* _ABOUT THIS TASK_: A complete and exact copy of the entries below is the expected result.

* _PROVIDED MATERIAL_:
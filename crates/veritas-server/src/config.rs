//! Configuration file parsing for the evaluation server.
//!
//! Loads settings from TOML files including bind address, the block
//! explorer base URL, and an optional replacement source catalog.

use serde::Deserialize;
use std::path::Path;
use thiserror::Error;

/// Server configuration error
#[derive(Debug, Error)]
pub enum ConfigError {
    /// Failed to read config file
    #[error("Failed to read config file: {0}")]
    FileRead(#[from] std::io::Error),

    /// Failed to parse TOML
    #[error("Failed to parse config TOML: {0}")]
    TomlParse(#[from] toml::de::Error),

    /// A field is present but unusable
    #[error("Invalid configuration field {field}: {reason}")]
    InvalidField {
        /// Field name
        field: String,
        /// What is wrong with it
        reason: String,
    },
}

/// Server configuration loaded from TOML
#[derive(Debug, Clone, Deserialize)]
pub struct ServerConfig {
    /// Bind address (e.g., "127.0.0.1")
    #[serde(default = "default_bind_address")]
    pub bind_address: String,

    /// Bind port (e.g., 3000)
    #[serde(default = "default_bind_port")]
    pub bind_port: u16,

    /// Explorer URL prefix; the transaction hash is appended verbatim
    #[serde(default = "default_explorer_base_url")]
    pub explorer_base_url: String,

    /// Source catalog entries; empty means use the built-in catalog
    #[serde(default)]
    pub sources: Vec<SourceRule>,
}

/// A keyword-triggered citation
#[derive(Debug, Clone, Deserialize)]
pub struct SourceRule {
    /// Substring matched case-insensitively against the question
    pub keyword: String,

    /// Citation title
    pub title: String,

    /// Citation URL
    pub url: String,
}

fn default_bind_address() -> String {
    "127.0.0.1".to_string()
}

fn default_bind_port() -> u16 {
    3000
}

/// Default explorer: Sepolia Etherscan
pub fn default_explorer_base_url() -> String {
    "https://sepolia.etherscan.io/tx/".to_string()
}

impl Default for ServerConfig {
    fn default() -> Self {
        ServerConfig {
            bind_address: default_bind_address(),
            bind_port: default_bind_port(),
            explorer_base_url: default_explorer_base_url(),
            sources: Vec::new(),
        }
    }
}

impl ServerConfig {
    /// Load configuration from a TOML file
    pub fn from_file<P: AsRef<Path>>(path: P) -> Result<Self, ConfigError> {
        let contents = std::fs::read_to_string(path)?;
        let config: ServerConfig = toml::from_str(&contents)?;
        config.validate()?;
        Ok(config)
    }

    /// Check field values that TOML typing cannot express
    pub fn validate(&self) -> Result<(), ConfigError> {
        if !self.explorer_base_url.starts_with("http") {
            return Err(ConfigError::InvalidField {
                field: "explorer_base_url".to_string(),
                reason: "must be an http(s) URL".to_string(),
            });
        }

        if let Some(rule) = self.sources.iter().find(|r| r.keyword.trim().is_empty()) {
            return Err(ConfigError::InvalidField {
                field: "sources.keyword".to_string(),
                reason: format!("empty keyword for source '{}'", rule.title),
            });
        }

        Ok(())
    }

    /// Get the full bind address (address:port)
    pub fn bind_addr(&self) -> String {
        format!("{}:{}", self.bind_address, self.bind_port)
    }
}

#[cfg(test)]
mod tests {
    use super::*;

    #[test]
    fn test_default_config() {
        let config = ServerConfig::default();
        assert_eq!(config.bind_address, "127.0.0.1");
        assert_eq!(config.bind_port, 3000);
        assert_eq!(config.explorer_base_url, "https://sepolia.etherscan.io/tx/");
        assert!(config.sources.is_empty());
        assert!(config.validate().is_ok());
    }

    #[test]
    fn test_bind_addr() {
        let config = ServerConfig::default();
        assert_eq!(config.bind_addr(), "127.0.0.1:3000");
    }

    #[test]
    fn test_parse_toml() {
        let toml = r#"
            bind_address = "0.0.0.0"
            bind_port = 9000
            explorer_base_url = "https://etherscan.io/tx/"

            [[sources]]
            keyword = "rome"
            title = "Rome in a day"
            url = "https://example.com/rome"

            [[sources]]
            keyword = "rome"
            title = "Roman history"
            url = "https://example.com/rome-history"
        "#;

        let config: ServerConfig = toml::from_str(toml).unwrap();
        assert_eq!(config.bind_address, "0.0.0.0");
        assert_eq!(config.bind_port, 9000);
        assert_eq!(config.explorer_base_url, "https://etherscan.io/tx/");
        assert_eq!(config.sources.len(), 2);
        assert_eq!(config.sources[1].title, "Roman history");
    }

    #[test]
    fn test_empty_toml_uses_defaults() {
        let config: ServerConfig = toml::from_str("").unwrap();
        assert_eq!(config.bind_port, 3000);
        assert_eq!(config.explorer_base_url, default_explorer_base_url());
    }

    #[test]
    fn test_invalid_explorer_url() {
        let config = ServerConfig {
            explorer_base_url: "etherscan".to_string(),
            ..ServerConfig::default()
        };
        assert!(matches!(
            config.validate(),
            Err(ConfigError::InvalidField { .. })
        ));
    }

    #[test]
    fn test_blank_source_keyword() {
        let config = ServerConfig {
            sources: vec![SourceRule {
                keyword: " ".to_string(),
                title: "Nothing".to_string(),
                url: "https://example.com".to_string(),
            }],
            ..ServerConfig::default()
        };
        assert!(config.validate().is_err());
    }
}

* _TASK RESPONSE_:
filename crates/veritas-server/src/config.rs
//! Configuration file parsing for the evaluation server.
//!
//! Loads settings from TOML files including bind address, the block
//! explorer base URL, and an optional replacement source catalog.

use serde::Deserialize;
use std::path::Path;
use thiserror::Error;

/// Server configuration error
#[derive(Debug, Error)]
pub enum ConfigError {
    /// Failed to read config file
    #[error("Failed to read config file: {0}")]
    FileRead(#[from] std::io::Error),

    /// Failed to parse TOML
    #[error("Failed to parse config TOML: {0}")]
    TomlParse(#[from] toml::de::Error),

    /// A field is present but unusable
    #[error("Invalid configuration field {field}: {reason}")]
    InvalidField {
        /// Field name
        field: String,
        /// What is wrong with it
        reason: String,
    },
}

/// Server configuration loaded from TOML
#[derive(Debug, Clone, Deserialize)]
pub struct ServerConfig {
    /// Bind address (e.g., "127.0.0.1")
    #[serde(default = "default_bind_address")]
    pub bind_address: String,

    /// Bind port (e.g., 3000)
    #[serde(default = "default_bind_port")]
    pub bind_port: u16,

    /// Explorer URL prefix; the transaction hash is appended verbatim
    #[serde(default = "default_explorer_base_url")]
    pub explorer_base_url: String,

    /// Source catalog entries; empty means use the built-in catalog
    #[serde(default)]
    pub sources: Vec<SourceRule>,
}

/// A keyword-triggered citation
#[derive(Debug, Clone, Deserialize)]
pub struct SourceRule {
    /// Substring matched case-insensitively against the question
    pub keyword: String,

    /// Citation title
    pub title: String,

    /// Citation URL
    pub url: String,
}

fn default_bind_address() -> String {
    "127.0.0.1".to_string()
}

fn default_bind_port() -> u16 {
    3000
}

/// Default explorer: Sepolia Etherscan
pub fn default_explorer_base_url() -> String {
    "https://sepolia.etherscan.io/tx/".to_string()
}

impl Default for ServerConfig {
    fn default() -> Self {
        ServerConfig {
            bind_address: default_bind_address(),
            bind_port: default_bind_port(),
            explorer_base_url: default_explorer_base_url(),
            sources: Vec::new(),
        }
    }
}

impl ServerConfig {
    /// Load configuration from a TOML file
    pub fn from_file<P: AsRef<Path>>(path: P) -> Result<Self, ConfigError> {
        let contents = std::fs::read_to_string(path)?;
        let config: ServerConfig = toml::from_str(&contents)?;
        config.validate()?;
        Ok(config)
    }

    /// Check field values that TOML typing cannot express
    pub fn validate(&self) -> Result<(), ConfigError> {
        if !self.explorer_base_url.starts_with("http") {
            return Err(ConfigError::InvalidField {
                field: "explorer_base_url".to_string(),
                reason: "must be an http(s) URL".to_string(),
            });
        }

        if let Some(rule) = self.sources.iter().find(|r| r.keyword.trim().is_empty()) {
            return Err(ConfigError::InvalidField {
                field: "sources.keyword".to_string(),
                reason: format!("empty keyword for source '{}'", rule.title),
            });
        }

        Ok(())
    }

    /// Get the full bind address (address:port)
    pub fn bind_addr(&self) -> String {
        format!("{}:{}", self.bind_address, self.bind_port)
    }
}

#[cfg(test)]
mod tests {
    use super::*;

    #[test]
    fn test_default_config() {
        let config = ServerConfig::default();
        assert_eq!(config.bind_address, "127.0.0.1");
        assert_eq!(config.bind_port, 3000);
        assert_eq!(config.explorer_base_url, "https://sepolia.etherscan.io/tx/");
        assert!(config.sources.is_empty());
        assert!(config.validate().is_ok());
    }

    #[test]
    fn test_bind_addr() {
        let config = ServerConfig::default();
        assert_eq!(config.bind_addr(), "127.0.0.1:3000");
    }

    #[test]
    fn test_parse_toml() {
        let toml = r#"
            bind_address = "0.0.0.0"
            bind_port = 9000
            explorer_base_url = "https://etherscan.io/tx/"

            [[sources]]
            keyword = "rome"
            title = "Rome in a day"
            url = "https://example.com/rome"

            [[sources]]
            keyword = "rome"
            title = "Roman history"
            url = "https://example.com/rome-history"
        "#;

        let config: ServerConfig = toml::from_str(toml).unwrap();
        assert_eq!(config.bind_address, "0.0.0.0");
        assert_eq!(config.bind_port, 9000);
        assert_eq!(config.explorer_base_url, "https://etherscan.io/tx/");
        assert_eq!(config.sources.len(), 2);
        assert_eq!(config.sources[1].title, "Roman history");
    }

    #[test]
    fn test_empty_toml_uses_defaults() {
        let config: ServerConfig = toml::from_str("").unwrap();
        assert_eq!(config.bind_port, 3000);
        assert_eq!(config.explorer_base_url, default_explorer_base_url());
    }

    #[test]
    fn test_invalid_explorer_url() {
        let config = ServerConfig {
            explorer_base_url: "etherscan".to_string(),
            ..ServerConfig::default()
        };
        assert!(matches!(
            config.validate(),
            Err(ConfigError::InvalidField { .. })
        ));
    }

    #[test]
    fn test_blank_source_keyword() {
        let config = ServerConfig {
            sources: vec![SourceRule {
                keyword: " ".to_string(),
                title: "Nothing".to_string(),
                url: "https://example.com".to_string(),
            }],
            ..ServerConfig::default()
        };
        assert!(config.validate().is_err());
    }
}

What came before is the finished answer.